I just put money in the Magic Fingers!
The actor who played Tooms hit on me when I was 18 but I looked younger so checks out.

MrMojok
Jan 28, 2011

I’ve watched seasons 1-9 I don’t even know how many times, and I was very aware of how far up its own rear end the Mytharc became after a point. It’s why for the past few times I just watch the MOTW episodes and skip the mytharc stuff, except for a few very favorite ones.

But seeing it all summarized in one article like this really drives home how ape-poo poo crazy it all was.

It’s difficult to believe all this happened, writing-wise. What in the hell were they thinking?

Seeing it all laid out like this is like reading something written by a person suffering from severe mental illness.

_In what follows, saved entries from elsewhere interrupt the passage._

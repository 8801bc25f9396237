//! CSV生成（共通ライブラリ）
//!
//! 結果エクスポート行をRFC 4180形式のテキストに変換する。

use crate::results::{ExportRow, EXPORT_HEADERS};

/// CSVテキストを生成（見出し行つき、改行はCRLF）
pub fn generate_csv(rows: &[ExportRow]) -> String {
    let mut out = String::new();
    push_line(&mut out, EXPORT_HEADERS.iter().copied());
    for row in rows {
        push_line(&mut out, row.values.iter().map(String::as_str));
    }
    out
}

fn push_line<'a>(out: &mut String, fields: impl Iterator<Item = &'a str>) {
    let line = fields.map(escape_field).collect::<Vec<_>>().join(",");
    out.push_str(&line);
    out.push_str("\r\n");
}

/// 区切り文字・引用符・改行を含むフィールドを引用符で囲む
fn escape_field(field: &str) -> String {
    if field.contains(&[',', '"', '\n', '\r'][..]) {
        format!("\"{}\"", field.replace('"', "\"\""))
    } else {
        field.to_string()
    }
}
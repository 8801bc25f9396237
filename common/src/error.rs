//! エラー型定義

use thiserror::Error;

/// 共通エラー型
#[derive(Error, Debug)]
pub enum Error {
    #[error("JSON error: {0}")]
    Json(#[from] serde_json::Error),

    #[error("Export error: {0}")]
    Export(String),
}

/// Result型エイリアス
pub type Result<T> = std::result::Result<T, Error>;
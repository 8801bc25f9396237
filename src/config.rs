use crate::error::{CocError, Result};
use fai_coc_common::{MatchRule, OutputMode};
use serde::{Deserialize, Serialize};
use std::path::{Path, PathBuf};

/// 探索深さ（ルート直下を0として3まで）
pub const SEARCH_DEPTH: usize = 3;

/// 同時実行ジョブ数の上限
pub const MAX_CONCURRENT_JOBS: usize = 8;

/// 認識エンジンのパスを上書きする環境変数
pub const TESSERACT_ENV: &str = "FAI_COC_TESSERACT";

#[derive(Debug, Clone, Serialize, Deserialize)]
#[serde(default)]
pub struct Config {
    pub tesseract_path: String,
    pub pdftoppm_path: String,
    pub pdftotext_path: String,
    pub ocr_language: String,
    pub ocr_dpi: u32,
    /// これ未満の文字数しかないページはテキストなしとみなす
    pub min_native_chars: usize,
    pub output_folder_name: String,
    /// 認識テキストを不可視レイヤーとして埋め込む
    pub embed_text_layer: bool,
    /// 品番が見つからなかったPDFも書き出す
    pub write_unmatched: bool,
    pub match_rules: Vec<MatchRule>,
}

impl Default for Config {
    fn default() -> Self {
        Self {
            tesseract_path: "tesseract".into(),
            pdftoppm_path: "pdftoppm".into(),
            pdftotext_path: "pdftotext".into(),
            ocr_language: "eng".into(),
            ocr_dpi: 200,
            min_native_chars: 50,
            output_folder_name: "highlighted_pdfs".into(),
            embed_text_layer: true,
            write_unmatched: false,
            match_rules: MatchRule::default_rules(),
        }
    }
}

impl Config {
    pub fn load() -> Result<Self> {
        Self::load_from(&Self::config_path()?)
    }

    pub fn load_from(config_path: &Path) -> Result<Self> {
        let mut config = if config_path.exists() {
            let content = std::fs::read_to_string(config_path)?;
            serde_json::from_str::<Config>(&content)?
        } else {
            Self::default()
        };

        // 環境変数を優先
        if let Ok(path) = std::env::var(TESSERACT_ENV) {
            if !path.trim().is_empty() {
                config.tesseract_path = path;
            }
        }

        config.validate()?;
        Ok(config)
    }

    /// 読めない設定は既定値で代用する（config コマンドで作り直すため）
    pub fn load_or_default() -> Self {
        match Self::config_path() {
            Ok(path) => Self::load_from_or_default(&path),
            Err(e) => {
                tracing::warn!(error = %e, "設定ファイルの場所を決められないため既定値を使います");
                Self::default()
            }
        }
    }

    pub fn load_from_or_default(config_path: &Path) -> Self {
        Self::load_from(config_path).unwrap_or_else(|e| {
            tracing::warn!(path = %config_path.display(), error = %e, "設定ファイルを読み込めないため既定値を使います");
            Self::default()
        })
    }

    pub fn save(&self) -> Result<()> {
        let config_path = Self::config_path()?;

        if let Some(parent) = config_path.parent() {
            std::fs::create_dir_all(parent)?;
        }

        let content = serde_json::to_string_pretty(self)?;
        std::fs::write(&config_path, content)?;
        Ok(())
    }

    pub fn config_path() -> Result<PathBuf> {
        let home = dirs::home_dir()
            .ok_or_else(|| CocError::Config("ホームディレクトリが見つかりません".into()))?;
        Ok(home.join(".config").join("fai-coc").join("config.json"))
    }

    pub fn validate(&self) -> Result<()> {
        if self.match_rules.is_empty() {
            return Err(CocError::Config("照合ルールが空です".into()));
        }
        if self.ocr_dpi == 0 {
            return Err(CocError::Config("ocr_dpi は1以上を指定してください".into()));
        }
        if self.output_folder_name.trim().is_empty() {
            return Err(CocError::Config("出力フォルダ名が空です".into()));
        }
        Ok(())
    }
}

/// 1回の実行パラメータ
#[derive(Debug, Clone)]
pub struct RunParameters {
    pub root_path: PathBuf,
    /// テキストの有無にかかわらず全ページを認識にかける
    pub force_recognition: bool,
    pub output_mode: OutputMode,
}

impl RunParameters {
    pub fn new(root_path: impl Into<PathBuf>) -> Self {
        Self {
            root_path: root_path.into(),
            force_recognition: true,
            output_mode: OutputMode::Safe,
        }
    }

    pub fn with_force_recognition(mut self, force: bool) -> Self {
        self.force_recognition = force;
        self
    }

    pub fn with_output_mode(mut self, mode: OutputMode) -> Self {
        self.output_mode = mode;
        self
    }
}

#[cfg(test)]
mod tests {
    use super::*;

    #[test]
    fn test_default_config_is_valid() {
        let config = Config::default();
        assert!(config.validate().is_ok());
        assert_eq!(config.match_rules, MatchRule::default_rules());
        assert_eq!(config.output_folder_name, "highlighted_pdfs");
    }

    #[test]
    fn test_partial_json_uses_defaults() {
        let config: Config =
            serde_json::from_str(r#"{"ocr_dpi": 300, "match_rules": ["both-identifiers", "primary-exact"]}"#)
                .unwrap();
        assert_eq!(config.ocr_dpi, 300);
        assert_eq!(config.match_rules[0], MatchRule::BothIdentifiers);
        assert_eq!(config.tesseract_path, "tesseract");
    }

    #[test]
    fn test_empty_rules_rejected() {
        let config = Config {
            match_rules: vec![],
            ..Default::default()
        };
        assert!(matches!(config.validate(), Err(CocError::Config(_))));
    }

    #[test]
    fn test_corrupt_file_falls_back_to_defaults() {
        let dir = tempfile::tempdir().expect("Failed to create temp dir");
        let path = dir.path().join("config.json");
        std::fs::write(&path, "{ not json").unwrap();

        assert!(matches!(Config::load_from(&path), Err(CocError::JsonParse(_))));
        let config = Config::load_from_or_default(&path);
        assert_eq!(config.output_folder_name, "highlighted_pdfs");
        assert_eq!(config.ocr_dpi, 200);
    }

    #[test]
    fn test_invalid_values_fall_back_to_defaults() {
        let dir = tempfile::tempdir().expect("Failed to create temp dir");
        let path = dir.path().join("config.json");
        std::fs::write(&path, r#"{"ocr_dpi": 0}"#).unwrap();

        assert!(matches!(Config::load_from(&path), Err(CocError::Config(_))));
        assert_eq!(Config::load_from_or_default(&path).ocr_dpi, 200);
    }

    #[test]
    fn test_run_parameters_defaults() {
        let params = RunParameters::new("/tmp/root");
        assert!(params.force_recognition);
        assert_eq!(params.output_mode, OutputMode::Safe);
    }
}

https://x-files.fandom.com/wiki/Mythology

Yannick_B
Oct 11, 2007

MrMojok posted:

I’ve watched seasons 1-9 I don’t even know how many times, and I was very aware of how far up its own rear end the Mytharc became after a point. It’s why for the past few times I just watch the MOTW episodes and skip the mytharc stuff, except for a few very favorite ones.

But seeing it all summarized in one article like this really drives home how ape-poo poo crazy it all was.

It’s difficult to believe all this happened, writing-wise. What in the hell were they thinking?

Seeing it all laid out like this is like reading something written by a person suffering from severe mental illness.

https://x-files.fandom.com/wiki/Mythology

I mean, what they were truly thinking is to create a perpetuating shadowy conspiracy thriller where part of the appeal is that
you'd never truly see the whole scope of the thing, so you're always left wondering or making it up for yourself. It's incredibly hard to
payoff that kind of story, even if you know where you're going.

The mytharc really is one of the great experiments of TV fiction. Re-watching Two Fathers / One Son, the two-parter that tries to explain it all:
you really see the pitfalls of their MO: once you explain plainly what's happening, it simply doesn't seem as cool anymore.

I still have a lot of love for the earlier parts of it though.

MrMojok
Jan 28, 2011

Yannick_B posted:

I still have a lot of love for the earlier parts of it though.

Yeah, the earlier stuff was alright. I guess my problem is I cannot watch those now without thinking of what comes later.

A Fancy Hat
Nov 18, 2016

Always remember that the former President was dumber than the dumbest person you've ever met by a wide margin

Like a lot of multi-season story arcs, I think the alien conspiracy stuff complete collapsed when they realized the show was insanely popular and they needed to continue building on what they'd already written, and they felt like EVERYTHING had to tie together.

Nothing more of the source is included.